Trik Para TKI di Arab Saudi untuk Bisa Berhaji

Ilustrasi
AcehXPress.co|  Keterbatasan kuota haji membuat sulitnya warga Arab Saudi maupun yang tinggal disana untuk menunaikan ibadah haji. Namun, tetap saja ada berbagai cara supaya bisa berhaji. 

Salah satunya adalah Aisyah (34), asal Madura, Jawa Timur, yang telah enam kali naik haji selama 15 tahun bekerja di Arab Saudi. Aisyah yang ditemui saat mabit atau bermalam di Mina (salah satu wajib haji) mengatakan bahwa mukimin yang ingin berhaji harus mempunyai cara khusus.

Aisyah saat ini sedang bekerja di Jeddah, sekitar satu jam perjalanan darat ke Makkah. "Kalau kita tidak punya tasrih maka tidak boleh masuk Makkah," katanya.

Untuk mengakali masalah izin, Aisyah melaksanakan haji tamattu, yakni melaksanakan umrah wajib dahulu baru berhaji. Pertama ia berangkat umrah wajib pada saat bulan Ramadhan karena pada waktu itu pemeriksaan belum ketat. "Kalau mendekati wukuf sangat ketat," kata ibu satu anak yang suaminya bekerja di Makkah ini.

Setelah itu ia kembali bekerja ke Jeddah. Nah pada saat mendekati wukuf di Arafah, dia lalu membayar kepada agen yang merupakan warga setempat sebesar 1.000 riyal (sekitar Rp 3,2 juta). "Itu paket penuh, saya dijemput ke Jeddah dan dikembalikan ke Jeddah. Juga dapat makan dan tenda (saat di Arafah), serta penginapan di Makkah. Jika tidak paket penuh maka bayarnya lebih murah," kata wanita yang sering tersenyum ini.

Ia mengatakan karena sopir yang mengangkutnya dari Jeddah adalah orang Arab maka ia cukup mudah masuk ke Makkah.

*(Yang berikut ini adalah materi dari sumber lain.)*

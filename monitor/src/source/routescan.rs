//! Block explorer adapter (Routescan-style REST API)

use anyhow::{anyhow, Result};
use async_trait::async_trait;
use chrono::{DateTime, Utc};
use reqwest::Client;
use serde::Deserialize;
use std::time::Duration;
use tracing::debug;

use super::BlockSource;
use crate::config::SourceConfig;
use crate::errors::StatusError;
use crate::status::Block;

#[derive(Debug, Deserialize)]
struct BlocksResponse {
    #[serde(default)]
    items: Vec<RawBlock>,
}

#[derive(Debug, Deserialize)]
#[serde(rename_all = "camelCase")]
struct RawBlock {
    number: u64,
    timestamp: String,
    tx_count: i64,
}

impl TryFrom<RawBlock> for Block {
    type Error = StatusError;

    fn try_from(raw: RawBlock) -> Result<Self, Self::Error> {
        let timestamp = DateTime::parse_from_rfc3339(&raw.timestamp)
            .map_err(|e| StatusError::InvalidInput {
                reason: format!("block {} timestamp '{}': {}", raw.number, raw.timestamp, e),
            })?
            .with_timezone(&Utc);

        let tx_count = u64::try_from(raw.tx_count).map_err(|_| StatusError::InvalidInput {
            reason: format!("block {} has negative tx count {}", raw.number, raw.tx_count),
        })?;

        Ok(Block {
            number: raw.number,
            timestamp,
            tx_count,
        })
    }
}

pub struct RoutescanSource {
    client: Client,
    blocks_url: String,
}

impl RoutescanSource {
    pub fn new(config: &SourceConfig) -> Result<Self> {
        let client = Client::builder()
            .timeout(Duration::from_secs(config.request_timeout_seconds))
            .build()
            .map_err(|e| anyhow!("Failed to create HTTP client for block source: {}", e))?;

        Ok(Self {
            client,
            blocks_url: format!("{}{}", config.base_url.trim_end_matches('/'), config.blocks_endpoint),
        })
    }

    pub fn blocks_url(&self) -> &str {
        &self.blocks_url
    }
}

#[async_trait]
impl BlockSource for RoutescanSource {
    async fn fetch_recent(&self, limit: usize) -> Result<Vec<Block>> {
        debug!("Fetching blocks from {}", self.blocks_url);

        let response = self
            .client
            .get(&self.blocks_url)
            .send()
            .await
            .map_err(|e| anyhow!("Failed to fetch blocks from {}: {}", self.blocks_url, e))?;

        if !response.status().is_success() {
            return Err(anyhow!("Block explorer returned HTTP {}", response.status()));
        }

        let body: BlocksResponse = response
            .json()
            .await
            .map_err(|e| anyhow!("Failed to parse blocks response: {}", e))?;

        let blocks = body
            .items
            .into_iter()
            .take(limit)
            .map(Block::try_from)
            .collect::<Result<Vec<_>, _>>()?;

        debug!("Fetched {} blocks", blocks.len());
        Ok(blocks)
    }
}
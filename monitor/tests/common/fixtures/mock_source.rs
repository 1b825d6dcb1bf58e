//! Scripted block source
//!
//! Each fetch consumes the next step of the script; once the script runs out
//! the last step repeats. Block timestamps are generated at fetch time so the
//! requested ages hold regardless of how long the test has been running.

use anyhow::{anyhow, Result};
use async_trait::async_trait;
use std::collections::VecDeque;
use std::sync::atomic::{AtomicUsize, Ordering};
use std::sync::Mutex;

use monitor::source::BlockSource;
use monitor::status::Block;

use super::test_data::blocks;

#[derive(Debug, Clone, Copy)]
pub enum SourceStep {
    /// Latest block age in seconds, empty block count, total block count
    Blocks { age: i64, empty: usize, count: usize },
    Fail,
}

impl SourceStep {
    pub fn green() -> Self {
        SourceStep::Blocks { age: 5, empty: 0, count: 11 }
    }

    pub fn yellow() -> Self {
        SourceStep::Blocks { age: 120, empty: 0, count: 11 }
    }

    pub fn red() -> Self {
        SourceStep::Blocks { age: 900, empty: 0, count: 11 }
    }

    pub fn short() -> Self {
        SourceStep::Blocks { age: 5, empty: 0, count: 3 }
    }
}

pub struct ScriptedSource {
    steps: Mutex<VecDeque<SourceStep>>,
    last: Mutex<Option<SourceStep>>,
    fetches: AtomicUsize,
}

impl ScriptedSource {
    pub fn new(steps: impl IntoIterator<Item = SourceStep>) -> Self {
        Self {
            steps: Mutex::new(steps.into_iter().collect()),
            last: Mutex::new(None),
            fetches: AtomicUsize::new(0),
        }
    }

    pub fn fetch_count(&self) -> usize {
        self.fetches.load(Ordering::SeqCst)
    }

    fn next_step(&self) -> Option<SourceStep> {
        let next = self.steps.lock().unwrap().pop_front();
        let mut last = self.last.lock().unwrap();
        if let Some(step) = next {
            *last = Some(step);
        }
        *last
    }
}

#[async_trait]
impl BlockSource for ScriptedSource {
    async fn fetch_recent(&self, limit: usize) -> Result<Vec<Block>> {
        self.fetches.fetch_add(1, Ordering::SeqCst);
        match self.next_step() {
            Some(SourceStep::Blocks { age, empty, count }) => {
                let mut result = blocks(age, empty, count);
                result.truncate(limit);
                Ok(result)
            }
            Some(SourceStep::Fail) => Err(anyhow!("explorer unavailable")),
            None => Err(anyhow!("no script configured")),
        }
    }
}
//! Chain status types: severities, blocks and per-severity tables

use chrono::{DateTime, Utc};
use serde::{Deserialize, Serialize};
use std::fmt;

/// Chain health classification. Ordered so that `Red > Yellow > Green`.
#[derive(Debug, Clone, Copy, PartialEq, Eq, PartialOrd, Ord, Hash, Serialize, Deserialize)]
#[serde(rename_all = "lowercase")]
pub enum Severity {
    Green,
    Yellow,
    Red,
}

impl Severity {
    pub const ALL: [Severity; 3] = [Severity::Green, Severity::Yellow, Severity::Red];

    pub fn as_str(&self) -> &'static str {
        match self {
            Severity::Green => "green",
            Severity::Yellow => "yellow",
            Severity::Red => "red",
        }
    }
}

impl fmt::Display for Severity {
    fn fmt(&self, f: &mut fmt::Formatter<'_>) -> fmt::Result {
        f.write_str(self.as_str())
    }
}

/// One value per severity.
///
/// Lookups are exhaustive, so a missing label name or interval for some
/// severity cannot exist at runtime.
#[derive(Debug, Clone, PartialEq, Serialize, Deserialize)]
pub struct SeverityTable<T> {
    pub green: T,
    pub yellow: T,
    pub red: T,
}

impl<T> SeverityTable<T> {
    pub fn new(green: T, yellow: T, red: T) -> Self {
        Self { green, yellow, red }
    }

    pub fn get(&self, severity: Severity) -> &T {
        match severity {
            Severity::Green => &self.green,
            Severity::Yellow => &self.yellow,
            Severity::Red => &self.red,
        }
    }

    pub fn map<U, F>(&self, mut f: F) -> SeverityTable<U>
    where
        F: FnMut(&T) -> U,
    {
        SeverityTable {
            green: f(&self.green),
            yellow: f(&self.yellow),
            red: f(&self.red),
        }
    }
}

/// A single block as seen by the classifier
#[derive(Debug, Clone, PartialEq, Serialize, Deserialize)]
pub struct Block {
    pub number: u64,
    pub timestamp: DateTime<Utc>,
    pub tx_count: u64,
}

/// Blocks ordered most-recent first
#[derive(Debug, Clone, Default, PartialEq)]
pub struct BlockSample {
    blocks: Vec<Block>,
}

impl BlockSample {
    pub fn new(blocks: Vec<Block>) -> Self {
        Self { blocks }
    }

    pub fn latest(&self) -> Option<&Block> {
        self.blocks.first()
    }

    pub fn len(&self) -> usize {
        self.blocks.len()
    }

    pub fn is_empty(&self) -> bool {
        self.blocks.is_empty()
    }

    pub fn blocks(&self) -> &[Block] {
        &self.blocks
    }

    /// Number of blocks without any transaction
    pub fn empty_count(&self) -> usize {
        self.blocks.iter().filter(|b| b.tx_count == 0).count()
    }
}

impl From<Vec<Block>> for BlockSample {
    fn from(blocks: Vec<Block>) -> Self {
        Self::new(blocks)
    }
}

/// Classification thresholds, immutable for the lifetime of a run
#[derive(Debug, Clone, PartialEq, Serialize, Deserialize)]
#[serde(default)]
pub struct Thresholds {
    pub critical_block_age_seconds: u64,
    pub warning_block_age_seconds: u64,
    pub max_empty_blocks: usize,
}
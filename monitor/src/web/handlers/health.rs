// Process liveness endpoint

use axum::response::Json;
use serde::Serialize;

use super::common::{ApiResponse, ApiResult};

#[derive(Debug, Serialize)]
pub struct HealthInfo {
    pub status: &'static str,
    pub version: &'static str,
}

pub async fn health_check() -> ApiResult<HealthInfo> {
    Ok(Json(ApiResponse::success(HealthInfo {
        status: "ok",
        version: env!("CARGO_PKG_VERSION"),
    })))
}
//! Maps a block sample to a severity

use chrono::{DateTime, Utc};
use serde::Serialize;

use super::types::{BlockSample, Severity, Thresholds};
use crate::errors::StatusError;

/// Outcome of a classification together with the figures it was based on
#[derive(Debug, Clone, PartialEq, Serialize)]
pub struct Classification {
    pub severity: Severity,
    pub block_age_seconds: f64,
    pub empty_blocks: usize,
    pub sample_size: usize,
}

/// Absolute distance between `now` and `timestamp` in seconds.
///
/// Absolute so that a source clock slightly ahead of ours does not produce a
/// negative age.
pub fn block_age_seconds(timestamp: DateTime<Utc>, now: DateTime<Utc>) -> f64 {
    (now - timestamp).num_milliseconds().abs() as f64 / 1000.0
}

/// Classify a sample. Red is checked first and wins; either Yellow condition
/// is sufficient on its own.
pub fn classify(
    sample: &BlockSample,
    thresholds: &Thresholds,
    minimum_sample_size: usize,
    now: DateTime<Utc>,
) -> Result<Classification, StatusError> {
    let latest = match sample.latest() {
        Some(block) if sample.len() >= minimum_sample_size => block,
        _ => {
            return Err(StatusError::InsufficientData {
                received: sample.len(),
                required: minimum_sample_size,
            })
        }
    };

    let age = block_age_seconds(latest.timestamp, now);
    let empty_blocks = sample.empty_count();

    let severity = if age > thresholds.critical_block_age_seconds as f64 {
        Severity::Red
    } else if age > thresholds.warning_block_age_seconds as f64
        || empty_blocks > thresholds.max_empty_blocks
    {
        Severity::Yellow
    } else {
        Severity::Green
    };

    Ok(Classification {
        severity,
        block_age_seconds: age,
        empty_blocks,
        sample_size: sample.len(),
    })
}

Tentu sebagai jamaah haji tidak resmi, dia tidak akan mendapat fasilitas sebagai haji resmi. Haji resmi harus membayar "general service fee" (biaya layanan umum) guna fasilitas jamaah di Arafah dan Mina, terutama tenda dan transportasi.

Mereka juga diantar ke Arafah. Namun selama di Padang Arafah saat melakukan wukuf, mereka tidak tinggal di tenda-tenda resmi, namun mendirikan tenda sendiri yang dibangun oleh agennya. Agennya juga menyediakan makan selama di Arafah. Maklum saja karena di Arafah tidak ada penjualan makanan.

Usai melaksanakan wukuf, mereka kembali menggunakan kendaraan yang telah disediakan untuk melakukan ritual haji lainnya, yakni mabit (bermalam) di Muzdalifah dan dilanjutkan perjalanan ke Mina pagi harinya.

Namun di Mina mereka tidak disediakan tenda. Untuk tidur, mereka hanya beralas tikar, sajadah atau karpet. Di sini juga tidak disediakan makan. Mereka harus membeli makan sendiri. Untungnya di Mina ada beberapa toko makanan atau restoran. Sambil menunggu tengah malam anggota rombongan ada yang mengaji, berdoa, tidur dan sekadar ngobrol.

Mereka hanya bermalam sampai tengah malam (melewati tengah malam), untuk selanjutnya berjalan kaki menuju penginapan mereka di Makkah yang kebetulan jaraknya tidak terlalu jauh atau sekitar 30 menit berjalan kaki. Untuk itu mereka tidur di dekat perbatasan Mina-Makkah agar tidak terlalu jauh dari penginapan.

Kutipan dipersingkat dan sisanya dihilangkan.